Дельфинята, которые сначала подрались на волнах, а потом помирились в зеленой пучине, поймав трубу и по очереди весело трубя в нее и наполняя подводный мир оглушительными руладами неумелой музыки, молодые дельфины вновь ринулись вверх, вверх. Океан для них был свободным небом, в котором они и резвились в веселии самых радостных, чистых чувств, и их легкое парение было еще не всем счастьем, подвластным им, — над серебряным блеском тончайшего океанского потолка начиналось подножие еще одного, высшего, неба, воздушного голубого, серого или белого, — куда на мгновенье, похожее на плавно закругленную вечность, выбрасывался и взмывал и нехотя возвращался назад прыгнувший из воды дельфин.
Им никто не страшен, ибо они самые быстрые и сильные в морской стихии существа, — и как они могу смириться с неволей и резвиться на потеху тем, кто неимоверным коварством сумел их пленить и загнать в неволю? В Австралии жил ученый дельфин Торп, который вставал из воды и, держась на хвосте, совал плавник в руку человека и на весь дельфинарий заливался визгливым душераздирающим смехом. Чему он радовался, дурачина, и на что он променял свободу свою носиться по волнам? Неужели для него она ничто, и пара тухлых рыбок, которых бросают в его ликующую пасть, значит больше синей воли и яростной погони за косяком серебристых сельдей?
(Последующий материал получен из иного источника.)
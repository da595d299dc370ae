//! Unit tests for the semantic tree pipeline (parse, build, emit)

use plsql2pg::semantic::{ColumnInfo, MetadataIndices, TransformationContext};
use plsql2pg::{transform_select, TransformError};
use pretty_assertions::assert_eq;

fn bare_ctx() -> TransformationContext {
    TransformationContext::bare("hr")
}

#[test]
fn test_simple_select_round_trips() {
    let out = transform_select("SELECT empno, ename FROM emp", &bare_ctx()).unwrap();
    assert_eq!(out, "SELECT empno, ename FROM emp");
}

#[test]
fn test_table_alias_round_trips() {
    let out = transform_select("SELECT empno FROM employees e", &bare_ctx()).unwrap();
    assert_eq!(out, "SELECT empno FROM employees e");
}

#[test]
fn test_aliased_column_references_kept() {
    let out = transform_select("SELECT e.empno, e.ename FROM emp e", &bare_ctx()).unwrap();
    assert_eq!(out, "SELECT e.empno, e.ename FROM emp e");
}

#[test]
fn test_nvl_becomes_coalesce() {
    let out = transform_select("SELECT NVL(comm, 0) FROM emp", &bare_ctx()).unwrap();
    assert_eq!(out, "SELECT COALESCE(comm, 0) FROM emp");
}

#[test]
fn test_nvl_wrong_arity_rejected() {
    let one = transform_select("SELECT NVL(comm) FROM emp", &bare_ctx()).unwrap_err();
    match one {
        TransformError::InvalidInput { message } => {
            assert!(message.contains("found: 1"), "got: {message}");
        }
        other => panic!("expected InvalidInput, got: {other}"),
    }

    let three = transform_select("SELECT NVL(comm, 0, 1) FROM emp", &bare_ctx()).unwrap_err();
    assert!(matches!(three, TransformError::InvalidInput { .. }));
}

#[test]
fn test_decode_is_unsupported() {
    let err =
        transform_select("SELECT DECODE(deptno, 10, 'ACC', 'OTHER') FROM emp", &bare_ctx())
            .unwrap_err();
    match err {
        TransformError::UnsupportedConstruct { construct } => {
            assert!(construct.contains("DECODE"), "got: {construct}");
        }
        other => panic!("expected UnsupportedConstruct, got: {other}"),
    }
}

#[test]
fn test_sysdate_becomes_current_timestamp() {
    let out = transform_select("SELECT SYSDATE FROM dual", &bare_ctx()).unwrap();
    assert_eq!(out, "SELECT CURRENT_TIMESTAMP FROM dual");
}

#[test]
fn test_where_predicates_round_trip() {
    let out = transform_select(
        "SELECT ename FROM emp WHERE sal > 1000 AND comm IS NOT NULL",
        &bare_ctx(),
    )
    .unwrap();
    assert_eq!(out, "SELECT ename FROM emp WHERE sal > 1000 AND comm IS NOT NULL");
}

#[test]
fn test_between_and_in_list() {
    let out = transform_select(
        "SELECT ename FROM emp WHERE sal BETWEEN 1000 AND 2000 AND deptno IN (10, 20)",
        &bare_ctx(),
    )
    .unwrap();
    assert_eq!(
        out,
        "SELECT ename FROM emp WHERE sal BETWEEN 1000 AND 2000 AND deptno IN (10, 20)"
    );
}

#[test]
fn test_searched_case_expression() {
    let out = transform_select(
        "SELECT CASE WHEN sal > 2000 THEN 'high' ELSE 'low' END FROM emp",
        &bare_ctx(),
    )
    .unwrap();
    assert_eq!(
        out,
        "SELECT CASE WHEN sal > 2000 THEN 'high' ELSE 'low' END FROM emp"
    );
}

#[test]
fn test_simple_case_with_operand() {
    let out = transform_select(
        "SELECT CASE deptno WHEN 10 THEN 'ACC' END FROM emp",
        &bare_ctx(),
    )
    .unwrap();
    assert_eq!(out, "SELECT CASE deptno WHEN 10 THEN 'ACC' END FROM emp");
}

#[test]
fn test_order_by_with_direction_and_nulls() {
    let out = transform_select(
        "SELECT ename FROM emp ORDER BY sal DESC NULLS LAST, ename",
        &bare_ctx(),
    )
    .unwrap();
    assert_eq!(out, "SELECT ename FROM emp ORDER BY sal DESC NULLS LAST, ename");
}

#[test]
fn test_distinct_select() {
    let out = transform_select("SELECT DISTINCT deptno FROM emp", &bare_ctx()).unwrap();
    assert_eq!(out, "SELECT DISTINCT deptno FROM emp");
}

#[test]
fn test_group_by_and_having() {
    let out = transform_select(
        "SELECT deptno, COUNT(*) FROM emp GROUP BY deptno HAVING COUNT(*) > 3",
        &bare_ctx(),
    )
    .unwrap();
    assert_eq!(
        out,
        "SELECT deptno, COUNT(*) FROM emp GROUP BY deptno HAVING COUNT(*) > 3"
    );
}

#[test]
fn test_union_all() {
    let out = transform_select(
        "SELECT empno FROM emp UNION ALL SELECT empno FROM emp_archive",
        &bare_ctx(),
    )
    .unwrap();
    assert_eq!(out, "SELECT empno FROM emp UNION ALL SELECT empno FROM emp_archive");
}

#[test]
fn test_with_clause() {
    let out = transform_select(
        "WITH dept_emps AS (SELECT empno FROM emp) SELECT empno FROM dept_emps",
        &bare_ctx(),
    )
    .unwrap();
    assert_eq!(
        out,
        "WITH dept_emps AS (SELECT empno FROM emp) SELECT empno FROM dept_emps"
    );
}

#[test]
fn test_synonym_table_resolved_to_target() {
    let indices = MetadataIndices::builder()
        .synonym("hr", "emp_syn", "hr.employees")
        .build();
    let ctx = TransformationContext::new("hr", indices);

    let out = transform_select("SELECT ename FROM emp_syn", &ctx).unwrap();
    assert_eq!(out, "SELECT ename FROM hr.employees");
}

#[test]
fn test_public_synonym_fallback() {
    let indices = MetadataIndices::builder()
        .synonym("public", "all_emps", "hr.employees")
        .build();
    let ctx = TransformationContext::new("sales", indices);

    let out = transform_select("SELECT ename FROM all_emps", &ctx).unwrap();
    assert_eq!(out, "SELECT ename FROM hr.employees");
}

#[test]
fn test_cte_name_shadows_synonym() {
    let indices = MetadataIndices::builder()
        .synonym("hr", "emp_syn", "hr.employees")
        .build();
    let ctx = TransformationContext::new("hr", indices);

    let out = transform_select(
        "WITH emp_syn AS (SELECT 1 FROM dual) SELECT 1 FROM emp_syn",
        &ctx,
    )
    .unwrap();
    assert_eq!(out, "WITH emp_syn AS (SELECT 1 FROM dual) SELECT 1 FROM emp_syn");
}

#[test]
fn test_subquery_in_from() {
    let out = transform_select(
        "SELECT empno FROM (SELECT empno FROM emp) t",
        &bare_ctx(),
    )
    .unwrap();
    assert_eq!(out, "SELECT empno FROM (SELECT empno FROM emp) t");
}

#[test]
fn test_in_subquery_and_exists() {
    let out = transform_select(
        "SELECT ename FROM emp WHERE deptno IN (SELECT deptno FROM dept) AND EXISTS (SELECT 1 FROM dept)",
        &bare_ctx(),
    )
    .unwrap();
    assert_eq!(
        out,
        "SELECT ename FROM emp WHERE deptno IN (SELECT deptno FROM dept) AND EXISTS (SELECT 1 FROM dept)"
    );
}

#[test]
fn test_for_update_is_unsupported() {
    let err = transform_select("SELECT ename FROM emp FOR UPDATE", &bare_ctx()).unwrap_err();
    assert!(matches!(err, TransformError::UnsupportedConstruct { .. }));
}

#[test]
fn test_explicit_join_is_unsupported() {
    let err = transform_select(
        "SELECT e.ename FROM emp e JOIN dept d ON e.deptno = d.deptno",
        &bare_ctx(),
    )
    .unwrap_err();
    assert!(matches!(err, TransformError::UnsupportedConstruct { .. }));
}

#[test]
fn test_syntax_errors_surface_as_error() {
    let err = transform_select("SELECT FROM WHERE", &bare_ctx()).unwrap_err();
    match err {
        TransformError::SyntaxErrors { count, .. } => assert!(count >= 1),
        other => panic!("expected SyntaxErrors, got: {other}"),
    }
}

#[test]
fn test_empty_select_list_rejected() {
    use plsql2pg::semantic::SemanticNode;

    let node = SemanticNode::QueryBlock {
        distinct: false,
        select_items: Vec::new(),
        from: Vec::new(),
        selection: None,
        group_by: Vec::new(),
        having: None,
    };
    let err = node.emit(&bare_ctx()).unwrap_err();
    assert!(matches!(err, TransformError::InvalidInput { .. }));
}

fn address_ctx() -> TransformationContext {
    let indices = MetadataIndices::builder()
        .table(
            "hr.employees",
            vec![
                ColumnInfo::new("empno", "NUMBER"),
                ColumnInfo::new("addr", "address_t").with_type_owner("hr"),
            ],
        )
        .type_method("hr.address_t", "formatted")
        .object_type("hr.address_t")
        .build();
    TransformationContext::new("hr", indices)
}

#[test]
fn test_parameterless_package_function_gains_call_parentheses() {
    let indices = MetadataIndices::builder()
        .package_function("hr.rates_pkg.default_rate")
        .build();
    let ctx = TransformationContext::new("hr", indices);

    let out = transform_select("SELECT rates_pkg.default_rate FROM dual", &ctx).unwrap();
    assert_eq!(out, "SELECT rates_pkg.default_rate() FROM dual");
}

#[test]
fn test_from_table_column_beats_package_function() {
    let indices = MetadataIndices::builder()
        .table("hr.emp", vec![ColumnInfo::new("ename", "VARCHAR2")])
        .package_function("hr.emp.ename")
        .build();
    let ctx = TransformationContext::new("hr", indices);

    let out = transform_select("SELECT emp.ename FROM emp", &ctx).unwrap();
    assert_eq!(out, "SELECT emp.ename FROM emp");
}

#[test]
fn test_catalog_column_reference_outside_from() {
    let indices = MetadataIndices::builder()
        .table("hr.emp", vec![ColumnInfo::new("ename", "VARCHAR2")])
        .package_function("hr.emp.ename")
        .build();
    let ctx = TransformationContext::new("hr", indices);

    // emp is absent from FROM; the catalog still marks emp.ename a column
    let out = transform_select("SELECT emp.ename FROM dual", &ctx).unwrap();
    assert_eq!(out, "SELECT emp.ename FROM dual");
}

#[test]
fn test_type_method_reference_becomes_function_call() {
    let out =
        transform_select("SELECT e.addr.formatted FROM employees e", &address_ctx()).unwrap();
    assert_eq!(out, "SELECT hr.address_t_formatted(e.addr) FROM employees e");
}

#[test]
fn test_type_method_call_keeps_arguments() {
    let out =
        transform_select("SELECT e.addr.formatted(1) FROM employees e", &address_ctx()).unwrap();
    assert_eq!(
        out,
        "SELECT hr.address_t_formatted(e.addr, 1) FROM employees e"
    );
}

#[test]
fn test_unknown_three_part_identifier_passes_through() {
    let out = transform_select("SELECT e.addr.street FROM employees e", &address_ctx()).unwrap();
    assert_eq!(out, "SELECT e.addr.street FROM employees e");
}
//! Body reducer for containers
//!
//! Removes every callable unit's `[start_offset, end_offset)` span from a
//! cleaned container, leaving only the declarative skeleton: package
//! variables, type declarations, constants, exceptions, and the container
//! header/footer. Parsing the reduced skeleton instead of the full container
//! is what keeps declaration extraction cheap.

use crate::segment::segments::ContainerSegments;

/// Deletes all unit spans from the container source.
///
/// Spans are deleted in descending `start_offset` order so earlier deletions
/// never invalidate later offsets. Declaration content and order are
/// preserved; a container with no units is returned unchanged.
pub fn reduce_container(cleaned_source: &str, segments: &ContainerSegments) -> String {
    if segments.is_empty() {
        return cleaned_source.to_string();
    }

    let mut reduced = cleaned_source.to_string();
    for segment in segments.iter().rev() {
        reduced.replace_range(segment.start_offset..segment.end_offset, "");
    }
    reduced
}

/// Estimated size of the reduced container, without performing the reduction.
pub fn estimate_reduced_len(source_len: usize, segments: &ContainerSegments) -> usize {
    let removed: usize = segments.iter().map(|s| s.len()).sum();
    source_len.saturating_sub(removed)
}

/// Percentage reduction achieved by removing unit bodies (0-100).
pub fn reduction_percentage(original_len: usize, reduced_len: usize) -> f64 {
    if original_len == 0 {
        return 0.0;
    }
    100.0 * (1.0 - reduced_len as f64 / original_len as f64)
}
Расскажу об одном знакомом дельфине, который сбежал с Курского вокзала в Москве, ночью сиганул из цистерны, в которой его везли, и сначала по железнодорожным путям, затем по закоулкам кое-как допрыгал до Москвы-реки. День-два проплавал он от Котельнической набережной до Филей и обратно, вполне довольный необычностью своего нового положения и яркими красками незнакомого великого города. На третий день стало скучновато дельфину, ибо он по характеру был общительным и одиночества не выносил. Стал понемногу ночами вылезать на берег и приучаться ходить. Через некоторое время ходил уже вертикально, стоя на хвосте, и мог обогнать какую-нибудь старушку с авоськой, в которой обычно лежат бутылка кефира да городская булочка, и, не дрогнув, сталкивался с каким-нибудь наглым типом в очках, с бородкою, который прет себе и, несмотря на свою бородатую внешность, пихается локтями. А вскоре дельфин осмелился уже днем выходить на землю и чинно прогуливался взад-вперед по Кадашевской набережной, глядя на то, как толпы туристов и иностранцев валом валят в направлении Третьяковской галереи.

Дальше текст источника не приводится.